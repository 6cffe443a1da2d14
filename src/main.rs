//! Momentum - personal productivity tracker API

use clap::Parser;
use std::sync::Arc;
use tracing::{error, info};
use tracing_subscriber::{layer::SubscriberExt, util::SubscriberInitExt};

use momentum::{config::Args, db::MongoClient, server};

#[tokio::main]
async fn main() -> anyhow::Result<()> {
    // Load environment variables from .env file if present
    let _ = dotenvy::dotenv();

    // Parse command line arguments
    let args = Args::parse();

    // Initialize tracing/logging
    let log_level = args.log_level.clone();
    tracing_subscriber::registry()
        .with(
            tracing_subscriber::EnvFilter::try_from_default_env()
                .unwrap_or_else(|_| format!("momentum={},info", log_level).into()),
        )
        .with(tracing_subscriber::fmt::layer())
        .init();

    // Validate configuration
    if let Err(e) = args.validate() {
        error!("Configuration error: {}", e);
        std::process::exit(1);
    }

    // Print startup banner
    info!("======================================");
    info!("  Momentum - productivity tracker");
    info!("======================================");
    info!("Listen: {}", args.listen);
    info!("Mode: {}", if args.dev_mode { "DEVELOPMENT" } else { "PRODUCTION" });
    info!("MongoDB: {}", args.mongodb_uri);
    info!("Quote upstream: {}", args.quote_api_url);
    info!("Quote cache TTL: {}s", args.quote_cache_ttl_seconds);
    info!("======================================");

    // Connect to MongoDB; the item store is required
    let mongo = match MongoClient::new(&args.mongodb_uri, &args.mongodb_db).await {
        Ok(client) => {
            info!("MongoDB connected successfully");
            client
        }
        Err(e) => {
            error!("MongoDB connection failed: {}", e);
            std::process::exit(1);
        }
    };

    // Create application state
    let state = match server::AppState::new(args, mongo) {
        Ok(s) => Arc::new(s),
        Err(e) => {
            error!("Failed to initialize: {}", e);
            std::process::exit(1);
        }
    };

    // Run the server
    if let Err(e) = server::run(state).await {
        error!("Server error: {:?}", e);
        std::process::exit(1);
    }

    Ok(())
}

————————

■ What to do ■
Please give the listing above once more, word for word.

■ Result of this exercise ■
repository 6cffe443a1da2d14
filename src/main.rs
//! Momentum - personal productivity tracker API

use clap::Parser;
use std::sync::Arc;
use tracing::{error, info};
use tracing_subscriber::{layer::SubscriberExt, util::SubscriberInitExt};

use momentum::{config::Args, db::MongoClient, server};

#[tokio::main]
async fn main() -> anyhow::Result<()> {
    // Load environment variables from .env file if present
    let _ = dotenvy::dotenv();

    // Parse command line arguments
    let args = Args::parse();

    // Initialize tracing/logging
    let log_level = args.log_level.clone();
    tracing_subscriber::registry()
        .with(
            tracing_subscriber::EnvFilter::try_from_default_env()
                .unwrap_or_else(|_| format!("momentum={},info", log_level).into()),
        )
        .with(tracing_subscriber::fmt::layer())
        .init();

    // Validate configuration
    if let Err(e) = args.validate() {
        error!("Configuration error: {}", e);
        std::process::exit(1);
    }

    // Print startup banner
    info!("======================================");
    info!("  Momentum - productivity tracker");
    info!("======================================");
    info!("Listen: {}", args.listen);
    info!("Mode: {}", if args.dev_mode { "DEVELOPMENT" } else { "PRODUCTION" });
    info!("MongoDB: {}", args.mongodb_uri);
    info!("Quote upstream: {}", args.quote_api_url);
    info!("Quote cache TTL: {}s", args.quote_cache_ttl_seconds);
    info!("======================================");

    // Connect to MongoDB; the item store is required
    let mongo = match MongoClient::new(&args.mongodb_uri, &args.mongodb_db).await {
        Ok(client) => {
            info!("MongoDB connected successfully");
            client
        }
        Err(e) => {
            error!("MongoDB connection failed: {}", e);
            std::process::exit(1);
        }
    };

    // Create application state
    let state = match server::AppState::new(args, mongo) {
        Ok(s) => Arc::new(s),
        Err(e) => {
            error!("Failed to initialize: {}", e);
            std::process::exit(1);
        }
    };

    // Run the server
    if let Err(e) = server::run(state).await {
        error!("Server error: {:?}", e);
        std::process::exit(1);
    }

    Ok(())
}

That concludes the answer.